■ **Your goal**
Across the whole listing, copy out every line that includes the string "PartialEq".

■ **Records to process**
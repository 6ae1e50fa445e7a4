//! Output format value object

use crate::core::error::DomainError;
use serde::{Deserialize, Serialize};
use std::str::FromStr;

/// How a finished council run is rendered
#[derive(Debug, Clone, Copy, PartialEq, Eq, Default, Serialize, Deserialize)]
#[serde(rename_all = "lowercase")]
pub enum OutputFormat {
    /// Round responses, reviews, transcript and verdict
    #[default]
    Full,
    /// Only the chairman's verdict
    Synthesis,
    /// The whole council record as JSON
    Json,
}

impl OutputFormat {
    pub fn as_str(&self) -> &'static str {
        match self {
            OutputFormat::Full => "full",
            OutputFormat::Synthesis => "synthesis",
            OutputFormat::Json => "json",
        }
    }

    /// Whether live progress (streamed verdict, debate lines) goes to stdout.
    pub fn is_interactive(&self) -> bool {
        !matches!(self, OutputFormat::Json)
    }
}

impl FromStr for OutputFormat {
    type Err = DomainError;

    fn from_str(s: &str) -> Result<Self, Self::Err> {
        match s.trim().to_ascii_lowercase().as_str() {
            "full" => Ok(OutputFormat::Full),
            "synthesis" | "verdict" => Ok(OutputFormat::Synthesis),
            "json" => Ok(OutputFormat::Json),
            other => Err(DomainError::UnknownOutputFormat(other.to_string())),
        }
    }
}
//! Debate events delivered to observers.

use council_domain::{DebateMessage, DurationPolicy, NodeId};

/// Something that happened in a debate session
///
/// Events are sent in commit order. `Ended` is always the last event and is
/// sent exactly once.
#[derive(Debug, Clone, PartialEq, Eq)]
pub enum DebateEvent {
    Started { policy: DurationPolicy },
    /// A node has been asked for its turn
    TurnStarted { node: NodeId, turn: usize },
    MessageAppended(DebateMessage),
    /// A node's turn failed; the rotation moves on
    TurnFailed { node: NodeId, error: String },
    Paused,
    Resumed,
    /// Countdown tick with seconds left
    Tick { remaining: u64 },
    Ended { transcript: Vec<DebateMessage> },
}

impl DebateEvent {
    pub fn is_ended(&self) -> bool {
        matches!(self, DebateEvent::Ended { .. })
    }
}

■ **Response**
#[derive(Debug, Clone, Copy, PartialEq, Eq, Default, Serialize, Deserialize)]
#[derive(Debug, Clone, PartialEq, Eq)]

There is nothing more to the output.